22 ottobre.—Ieri siamo stati alla Cassina Ferrari a vedere la villa Torras, un giardino romantico che da vent'anni forse io non avevo più veduto. Vi è una lapide nel boschetto, una lapide che parla di ricordi amorosi e di dolci confidenze. Mi ricordo che ad otto o nove anni fummo là in compagnia e c'erano le giovinette e i giovinetti che leggevano e si guardavano in volto e si deliziavano pei viali….

Il triste cielo, la natura mesta ed umida, l'ora mattutina e il canto dei coscritti avvinazzati mi fanno pensare….

È finito anche questo autunno…. E finora non sono ancora andato ai luoghi ove pellegrinavo negli anni scorsi pensando a Te.

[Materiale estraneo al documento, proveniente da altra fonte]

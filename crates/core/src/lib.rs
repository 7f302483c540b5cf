//! AmyFairy Core - Shared domain types.
//!
//! This crate provides the types used by every AmyFairy component:
//! - `storefront` - Customer and administrator JSON API
//! - `cli` - Command-line tools for migrations, seeding and user management
//!
//! # Architecture
//!
//! The core crate contains only types and pure rules - no I/O, no database
//! access, no HTTP clients. The order state machine and discount arithmetic
//! live here so every caller agrees on them.
//!
//! # Modules
//!
//! - [`types`] - Type-safe IDs, emails, prices, and status enums

#![cfg_attr(not(test), forbid(unsafe_code))]

pub mod types;

pub use types::*;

Ti dirò come mi annoio? Ho passato tre ore con un prete a far passare le commediole delle marionette ch'egli deve far recitare alle fanciulle del suo collegio! Sono i libricciuoli nostri, dei nostri otto e nove anni. Il prete mi parla di farse, di sciocchezze, di melodrammi che fa lui…. Ed io lo ascolto…. Io che vorrei parlarti del mio Giuliano! E tu mi ascolteresti? E se tu non fremessi alle mie tempeste, io ti direi che quel Giuliano fu letto ad un'altra donna, da me a lei, che lasciò ch'io posassi la mia testa sulle sue ginocchia, e toccandola colle sue manine, mi disse:—Credo che ci sia dentro un inferno!—La tua memoria era in me santissima e dolce: e la maliarda libidine mi arroventava e mi strappava le carni. Quando diceva di non sentirsi bene ella mi lasciava accostare la mia fronte alla sua, mi lasciava toccarle il polso; e quando diceva ch'era nervosa voleva ch'io le stringessi forte ambo le braccia alle spalle in istretta voluttuosa….

Tre ore. anzi quattro ore stupide le ho passate passeggiando coll'ottimo prete che mi discorreva di panegirici, e di sacro cuore…. Il mio Giuliano è un panegìrico, il mio cuore è un sacro cuore!

In questi giorni sì mesti e sì squallidi, al declinare dell'anno, a sera, come si desidera la sua donna da guardare in volto!—Mio Dio! Suonano le campane dell'Ave Maria, quella sottile vocina della campanella di sotto mi fa ricordare…. Pregavi tu, Lidia, quando ti inginocchiavi nella chiesetta della Madonna?

Domenica, 24 ottobre.—Splende il sole e dovrei essere lieto, ma sento il massimo sconforto… M'imagino d'essere in questa casa, ma spopolata, morti tutti e divenute sacre le memorie, ed io vecchio, legato a te, ed obliato da te, senza una donna al fianco che sia stata la gioia di mia madre.

Torno dalla chiesetta di Pinzano…. Perchè su nell'organo guardando giù la chiesetta innondata di luce e di incenso, mi sono sentito tanto commosso? Perchè ti ho desiderato con me?

Poveri contadini, che avete lavorato sotto la pioggia, nel letame, forse colpiti anche dallo sprezzo di noi che passavamo in carrozza, poveri fratelli che sorgerete a vendetta in un dì non lontano, beatevi del sole, dell'oro, dell'incenso della vostra chiesetta…. Contribuire a farvi gioire un po', un sol giorno nell'anno, è affetto, è delicatezza, è forse anche dovere…. Ed io come sono egoista!

(Sera).—Torno da Pinzano dove si è ballato, e sono mesto come tutte le volte che vedo quel tripudio che a me non fu mai concesso. Penso che l'educazione che mi diedero i miei parenti fu santa, ma stupidina. Vedo anche i giovanetti delle famiglie che ricorrono alla Congregazione di carità, li vedo ballare.